1、查看节点、hdfs、丢失的数据块 命令:hadoop dfsadmin -report
用这个命令可以快速定位出哪些节点down掉了,HDFS的容量以及使用了多少,以及每个节点的硬盘使用情况。
当然NameNode有个http页面也可以查询,但是这个命令的输出更适合我们的脚本监控dfs的使用状况;具体如图:
[root@linux01 ~]# hdfs dfsadmin -report
Configured Capacity: 54716792832 (50.96 GB)
Present Capacity: 43419418624 (40.44 GB)
DFS Remaining: 43259793408 (40.29 GB)
DFS Used: 159625216 (152.23 MB)
DFS Used%: 0.37%
Under replicated blocks: 2
Blocks with corrupt replicas: 0
Missing blocks: 0
Missing blocks (with replication factor 1): 0
Pending deletion blocks: 0
Live datanodes (3):
Name: 192.168.133.201:50010 (linux01)
Hostname: linux01
Decommission Status : Normal
Configured Capacity: 18238930944 (16.99 GB)
DFS Used: 53207040 (50.74 MB)
Non DFS Used: 4242960384 (3.95 GB)
DFS Remaining: 13942763520 (12.99 GB)
DFS Used%: 0.29%
DFS Remaining%: 76.45%
Configured Cache Capacity: 0 (0 B)
Cache Used: 0 (0 B)
Cache Remaining: 0 (0 B)
Cache Used%: 100.00%
Cache Remaining%: 0.00%
Xceivers: 1
Last contact: Tue Jun 15 13:11:19 CST 2021
Name: 192.168.133.202:50010 (linux02)
Hostname: linux02
Decommission Status : Normal
Configured Capacity: 18238930944 (16.99 GB)

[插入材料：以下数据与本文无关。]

//! Orchestrator states and the legal transition graph.
//!
//! ```text
//! Idle -> ParsingRequirements -> DiscoveringData -> FetchingKnowledge
//!      -> AnalyzingContext -> Designing
//! Designing       -> Designing | BuildingSession
//! BuildingSession -> GeneratingCode
//! GeneratingCode  -> GeneratingCode | Completed
//! Error           -> Designing | BuildingSession | GeneratingCode | Completed
//! any non-terminal state -> Error
//! ```
//!
//! Re-entering `Designing` or `GeneratingCode` is how a stage retry looks;
//! leaving `Error` is how a recovered stage failure looks.

use std::fmt;

use chrono::{DateTime, Utc};
use serde::{Deserialize, Serialize};
use tracing::debug;

use genpipe_shared::{GenPipeError, Result};

#[derive(Debug, Clone, Copy, PartialEq, Eq, Hash, Serialize, Deserialize)]
#[serde(rename_all = "snake_case")]
pub enum OrchestratorState {
    Idle,
    ParsingRequirements,
    DiscoveringData,
    FetchingKnowledge,
    AnalyzingContext,
    Designing,
    BuildingSession,
    GeneratingCode,
    Completed,
    Error,
}

impl OrchestratorState {
    pub fn is_terminal(self) -> bool {
        self == Self::Completed
    }
}

impl fmt::Display for OrchestratorState {
    fn fmt(&self, f: &mut fmt::Formatter<'_>) -> fmt::Result {
        let s = match self {
            Self::Idle => "idle",
            Self::ParsingRequirements => "parsing_requirements",
            Self::DiscoveringData => "discovering_data",
            Self::FetchingKnowledge => "fetching_knowledge",
            Self::AnalyzingContext => "analyzing_context",
            Self::Designing => "designing",
            Self::BuildingSession => "building_session",
            Self::GeneratingCode => "generating_code",
            Self::Completed => "completed",
            Self::Error => "error",
        };
        f.write_str(s)
    }
}

pub fn is_legal_transition(from: OrchestratorState, to: OrchestratorState) -> bool {
    use OrchestratorState::*;

    if to == Error {
        return from != Error && !from.is_terminal();
    }

    matches!(
        (from, to),
        (Idle, ParsingRequirements)
            | (ParsingRequirements, DiscoveringData)
            | (DiscoveringData, FetchingKnowledge)
            | (FetchingKnowledge, AnalyzingContext)
            | (AnalyzingContext, Designing)
            | (Designing, Designing)
            | (Designing, BuildingSession)
            | (BuildingSession, GeneratingCode)
            | (GeneratingCode, GeneratingCode)
            | (GeneratingCode, Completed)
            | (Error, Designing)
            | (Error, BuildingSession)
            | (Error, GeneratingCode)
            | (Error, Completed)
    )
}

#[derive(Debug, Clone, PartialEq, Eq, Serialize, Deserialize)]
pub struct TransitionRecord {
    pub from: OrchestratorState,
    pub to: OrchestratorState,
    /// Stage attempt number at the time, 0 outside the stage loops.
    pub attempt: u32,
    pub at: DateTime<Utc>,
}

/// Current state plus the log of every transition taken.
#[derive(Debug, Clone)]
pub struct StateMachine {
    current: OrchestratorState,
    transitions: Vec<TransitionRecord>,
}

impl Default for StateMachine {
    fn default() -> Self {
        Self::new()
    }
}

impl StateMachine {
    pub fn new() -> Self {
        Self {
            current: OrchestratorState::Idle,
            transitions: Vec::new(),
        }
    }

    pub fn current(&self) -> OrchestratorState {
        self.current
    }

    pub fn transitions(&self) -> &[TransitionRecord] {
        &self.transitions
    }

    pub fn into_transitions(self) -> Vec<TransitionRecord> {
        self.transitions
    }

    /// Move to `to`, or fail without changing state.
    pub fn transition(&mut self, to: OrchestratorState, attempt: u32) -> Result<()> {
        if !is_legal_transition(self.current, to) {
            return Err(GenPipeError::validation(format!(
                "illegal state transition: {} -> {to}",
                self.current
            )));
        }
        debug!(from = %self.current, to = %to, attempt, "state transition");
        self.transitions.push(TransitionRecord {
            from: self.current,
            to,
            attempt,
            at: Utc::now(),
        });
        self.current = to;
        Ok(())
    }

    /// Enter `Error` unless already there.
    pub fn fail(&mut self, attempt: u32) {
        if self.current != OrchestratorState::Error && !self.current.is_terminal() {
            // Every non-terminal state may move to Error.
            let _ = self.transition(OrchestratorState::Error, attempt);
        }
    }
}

DFS Used: 53207040 (50.74 MB)
Non DFS Used: 3524919296 (3.28 GB)
DFS Remaining: 14660804608 (13.65 GB)
DFS Used%: 0.29%
DFS Remaining%: 80.38%
Configured Cache Capacity: 0 (0 B)
Cache Used: 0 (0 B)
Cache Remaining: 0 (0 B)
Cache Used%: 100.00%
Cache Remaining%: 0.00%
Xceivers: 1
Last contact: Tue Jun 15 13:11:19 CST 2021
Name: 192.168.133.203:50010 (linux03)
Hostname: linux03
Decommission Status : Normal
Configured Capacity: 18238930944 (16.99 GB)

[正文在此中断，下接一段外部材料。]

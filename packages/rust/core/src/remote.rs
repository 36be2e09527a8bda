//! Remote collaborators: generation stages and the knowledge store.
//!
//! - `POST {base}/design` with `{"requirements", "knowledge"}` returns a design
//! - `POST {base}/build` with `{"design", "knowledge"}` returns `{"files": {..}}`
//! - `POST {knowledge}/fragments` with `{"category", "intent", "sources"}`
//!   returns `{"fragments": [..]}`; 404 means the category has nothing
//!
//! Every stage failure, including a malformed body, is a stage failure.

use std::collections::BTreeMap;
use std::time::Duration;

use async_trait::async_trait;
use reqwest::{Client, StatusCode};
use serde::de::DeserializeOwned;
use serde::{Deserialize, Serialize};
use tracing::{debug, instrument};
use url::Url;

use genpipe_discovery::http::build_client;
use genpipe_shared::{GenPipeError, Result};

use crate::knowledge::{DataContext, KnowledgeCategory, KnowledgeStore, KnowledgeView};
use crate::stages::{Artifact, BuildStage, DesignSpec, DesignStage, Origin, Requirements, Stage};

#[derive(Serialize)]
struct DesignRequest<'a> {
    requirements: &'a Requirements,
    knowledge: serde_json::Value,
}

#[derive(Serialize)]
struct BuildRequest<'a> {
    design: &'a DesignSpec,
    knowledge: serde_json::Value,
}

#[derive(Deserialize)]
struct BuildResponse {
    files: BTreeMap<String, String>,
}

#[derive(Debug, Clone)]
pub struct HttpGenerationStage {
    client: Client,
    base: Url,
}

impl HttpGenerationStage {
    pub fn new(base: Url, timeout: Duration) -> Result<Self> {
        Ok(Self {
            client: build_client(timeout)?,
            base,
        })
    }

    async fn post<B: Serialize + Sync, T: DeserializeOwned>(&self, stage: Stage, body: &B) -> Result<T> {
        let url = format!("{}/{stage}", self.base.as_str().trim_end_matches('/'));
        let response = self
            .client
            .post(&url)
            .json(body)
            .send()
            .await
            .map_err(|e| GenPipeError::protocol(stage.to_string(), format!("{url}: {e}")))?;

        let status = response.status();
        if !status.is_success() {
            let detail = response.text().await.unwrap_or_default();
            return Err(GenPipeError::protocol(
                stage.to_string(),
                format!("{url}: HTTP {status} {}", detail.trim()),
            ));
        }

        response.json::<T>().await.map_err(|e| {
            GenPipeError::protocol(stage.to_string(), format!("{url}: invalid response: {e}"))
        })
    }
}

#[async_trait]
impl DesignStage for HttpGenerationStage {
    #[instrument(skip_all, fields(base = %self.base))]
    async fn design(&self, requirements: &Requirements, knowledge: &KnowledgeView) -> Result<DesignSpec> {
        let mut design: DesignSpec = self
            .post(
                Stage::Design,
                &DesignRequest {
                    requirements,
                    knowledge: knowledge.to_json(),
                },
            )
            .await?;
        design.origin = Origin::Primary;
        debug!(components = design.components.len(), "remote design received");
        Ok(design)
    }
}

#[async_trait]
impl BuildStage for HttpGenerationStage {
    #[instrument(skip_all, fields(base = %self.base))]
    async fn build(&self, design: &DesignSpec, knowledge: &KnowledgeView) -> Result<Artifact> {
        let response: BuildResponse = self
            .post(
                Stage::Build,
                &BuildRequest {
                    design,
                    knowledge: knowledge.to_json(),
                },
            )
            .await?;
        debug!(files = response.files.len(), "remote build received");
        Ok(Artifact {
            files: response.files,
            origin: Origin::Primary,
        })
    }
}

// ---------------------------------------------------------------------------
// Knowledge store
// ---------------------------------------------------------------------------

#[derive(Serialize)]
struct FragmentRequest<'a> {
    category: KnowledgeCategory,
    intent: &'a str,
    sources: Vec<&'a str>,
}

#[derive(Deserialize)]
struct FragmentResponse {
    #[serde(default)]
    fragments: Vec<String>,
}

/// Knowledge store reached over HTTP, one request per category.
#[derive(Debug, Clone)]
pub struct HttpKnowledgeStore {
    client: Client,
    base: Url,
}

impl HttpKnowledgeStore {
    pub fn new(base: Url, timeout: Duration) -> Result<Self> {
        Ok(Self {
            client: build_client(timeout)?,
            base,
        })
    }
}

#[async_trait]
impl KnowledgeStore for HttpKnowledgeStore {
    #[instrument(skip(self, context), fields(base = %self.base))]
    async fn fetch(&self, category: KnowledgeCategory, context: &DataContext) -> Result<Vec<String>> {
        let url = format!("{}/fragments", self.base.as_str().trim_end_matches('/'));
        let body = FragmentRequest {
            category,
            intent: &context.intent,
            sources: context.sources.keys().map(String::as_str).collect(),
        };
        let response = self
            .client
            .post(&url)
            .json(&body)
            .send()
            .await
            .map_err(|e| GenPipeError::Network(format!("{url}: {e}")))?;

        let status = response.status();
        if status == StatusCode::NOT_FOUND {
            debug!(%category, "no fragments for category");
            return Ok(Vec::new());
        }
        if !status.is_success() {
            return Err(GenPipeError::Network(format!("{url}: HTTP {status}")));
        }

        let parsed = response
            .json::<FragmentResponse>()
            .await
            .map_err(|e| GenPipeError::parse(format!("{url}: invalid fragments response: {e}")))?;
        Ok(parsed.fragments)
    }
}

#[cfg(test)]
mod tests {
    use super::*;
    use std::sync::Arc;

    use chrono::Utc;
    use genpipe_shared::SessionId;
    use serde_json::{Map, json};
    use wiremock::matchers::{body_partial_json, method, path};
    use wiremock::{Mock, MockServer, ResponseTemplate};

    use crate::knowledge::{KnowledgeAssembler, KnowledgeBundle, view_for};

    fn view(stage: Stage) -> KnowledgeView {
        let bundle = Arc::new(KnowledgeBundle {
            session: SessionId::new(),
            fragments: BTreeMap::new(),
            live_data: json!({ "sources": [] }),
            gaps: vec![],
            fetched_at: Utc::now(),
        });
        view_for(&bundle, stage, Map::new())
    }

    fn stage(server: &MockServer) -> HttpGenerationStage {
        HttpGenerationStage::new(Url::parse(&server.uri()).unwrap(), Duration::from_secs(5)).unwrap()
    }

    #[tokio::test]
    async fn design_posts_requirements_and_knowledge() {
        let server = MockServer::start().await;
        Mock::given(method("POST"))
            .and(path("/design"))
            .and(body_partial_json(json!({ "requirements": { "intent": "gas wells" } })))
            .respond_with(ResponseTemplate::new(200).set_body_json(json!({
                "title": "Gas wells",
                "components": [{ "name": "RrcTable", "kind": "table", "source_id": "rrc" }],
                "origin": "legacy"
            })))
            .expect(1)
            .mount(&server)
            .await;

        let design = stage(&server)
            .design(&Requirements::parse("gas wells"), &view(Stage::Design))
            .await
            .unwrap();
        assert_eq!(design.components[0].name, "RrcTable");
        assert_eq!(design.origin, Origin::Primary);
    }

    #[tokio::test]
    async fn build_returns_files() {
        let server = MockServer::start().await;
        Mock::given(method("POST"))
            .and(path("/build"))
            .respond_with(
                ResponseTemplate::new(200)
                    .set_body_json(json!({ "files": { "App.tsx": "export {};" } })),
            )
            .mount(&server)
            .await;

        let design = DesignSpec {
            title: "t".into(),
            components: vec![],
            origin: Origin::Primary,
        };
        let artifact = stage(&server).build(&design, &view(Stage::Build)).await.unwrap();
        assert_eq!(artifact.entry_file(), Some("App.tsx"));
    }

    #[tokio::test]
    async fn server_errors_are_stage_failures() {
        let server = MockServer::start().await;
        Mock::given(method("POST"))
            .and(path("/design"))
            .respond_with(ResponseTemplate::new(503).set_body_string("overloaded"))
            .mount(&server)
            .await;

        let err = stage(&server)
            .design(&Requirements::parse("x"), &view(Stage::Design))
            .await
            .unwrap_err();
        assert!(err.is_stage_failure());
        assert!(err.to_string().contains("overloaded"));
        assert!(err.to_string().starts_with("design failed"));
    }

    #[tokio::test]
    async fn malformed_body_is_stage_failure() {
        let server = MockServer::start().await;
        Mock::given(method("POST"))
            .and(path("/build"))
            .respond_with(ResponseTemplate::new(200).set_body_string("not json"))
            .mount(&server)
            .await;

        let design = DesignSpec {
            title: "t".into(),
            components: vec![],
            origin: Origin::Primary,
        };
        let err = stage(&server)
            .build(&design, &view(Stage::Build))
            .await
            .unwrap_err();
        assert!(matches!(err, GenPipeError::Protocol { .. }));
    }

    fn knowledge(server: &MockServer) -> HttpKnowledgeStore {
        HttpKnowledgeStore::new(Url::parse(&server.uri()).unwrap(), Duration::from_secs(5)).unwrap()
    }

    #[tokio::test]
    async fn knowledge_posts_category_intent_and_sources() {
        let server = MockServer::start().await;
        Mock::given(method("POST"))
            .and(path("/fragments"))
            .and(body_partial_json(json!({
                "category": "framework_constraints",
                "intent": "oil by county",
                "sources": ["rrc"]
            })))
            .respond_with(
                ResponseTemplate::new(200)
                    .set_body_json(json!({ "fragments": ["Use .tsx components."] })),
            )
            .expect(1)
            .mount(&server)
            .await;

        let mut ctx = DataContext::new("oil by county");
        ctx.sources.insert(
            "rrc".into(),
            genpipe_shared::CanonicalSource {
                id: "rrc".into(),
                label: "rrc".into(),
                shape: genpipe_shared::ShapeKind::Flat,
                locations: BTreeMap::new(),
                available_in: vec![],
                tree: None,
                normalized_at: Utc::now(),
            },
        );
        let fragments = knowledge(&server)
            .fetch(KnowledgeCategory::FrameworkConstraints, &ctx)
            .await
            .unwrap();
        assert_eq!(fragments, vec!["Use .tsx components."]);
    }

    #[tokio::test]
    async fn knowledge_404_is_empty_not_an_error() {
        let server = MockServer::start().await;
        Mock::given(method("POST"))
            .and(path("/fragments"))
            .respond_with(ResponseTemplate::new(404))
            .mount(&server)
            .await;

        let fragments = knowledge(&server)
            .fetch(KnowledgeCategory::Patterns, &DataContext::new("oil"))
            .await
            .unwrap();
        assert!(fragments.is_empty());
    }

    #[tokio::test]
    async fn failing_knowledge_service_leaves_gaps_in_the_bundle() {
        let server = MockServer::start().await;
        Mock::given(method("POST"))
            .and(path("/fragments"))
            .and(body_partial_json(json!({ "category": "patterns" })))
            .respond_with(ResponseTemplate::new(500))
            .with_priority(1)
            .mount(&server)
            .await;
        Mock::given(method("POST"))
            .and(path("/fragments"))
            .respond_with(ResponseTemplate::new(200).set_body_json(json!({ "fragments": ["ok"] })))
            .mount(&server)
            .await;

        let asm = KnowledgeAssembler::new(Arc::new(knowledge(&server)), Duration::from_secs(5));
        let session = SessionId::new();
        let bundle = asm.assemble(&session, &DataContext::new("oil"), false, true).await;

        assert_eq!(bundle.gaps, vec![KnowledgeCategory::Patterns]);
        assert_eq!(bundle.fragments_for(KnowledgeCategory::Principles), ["ok".to_string()]);
        let again = asm.assemble(&session, &DataContext::new("oil"), false, true).await;
        assert!(Arc::ptr_eq(&bundle, &again));
    }
}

DFS Used: 53211136 (50.75 MB)
Non DFS Used: 3529494528 (3.29 GB)
DFS Remaining: 14656225280 (13.65 GB)
DFS Used%: 0.29%
DFS Remaining%: 80.36%
Configured Cache Capacity: 0 (0 B)
Cache Used: 0 (0 B)
Cache Remaining: 0 (0 B)
Cache Used%: 100.00%
Cache Remaining%: 0.00%
Xceivers: 1
Last contact: Tue Jun 15 13:11:17 CST 2021
2、查看文件系统的健康状况:hdfs fsck –
Usage: DFSck
-move 破损的文件移至/lost+found目录
-delete 删除破损的文件
-openforwrite 打印正在打开写操作的文件
-files 打印正在check的文件名
-blocks 打印block报告 (需要和-files参数一起使用)
-locations 打印每个block的位置信息(需要和-files参数一起使用)
-racks 打印位置信息的网络拓扑图 (需要和-files参数一起使用)
hadoop fsck /
用这个命令可以检查整个文件系统的健康状况,但是要注意它不会主动恢复备份缺失的block,这个是由NameNode单独的线程异步处理的。
3、如果hadoop不能自动恢复,则只能删除 corrupted blocks;
hdfs fsck -delete /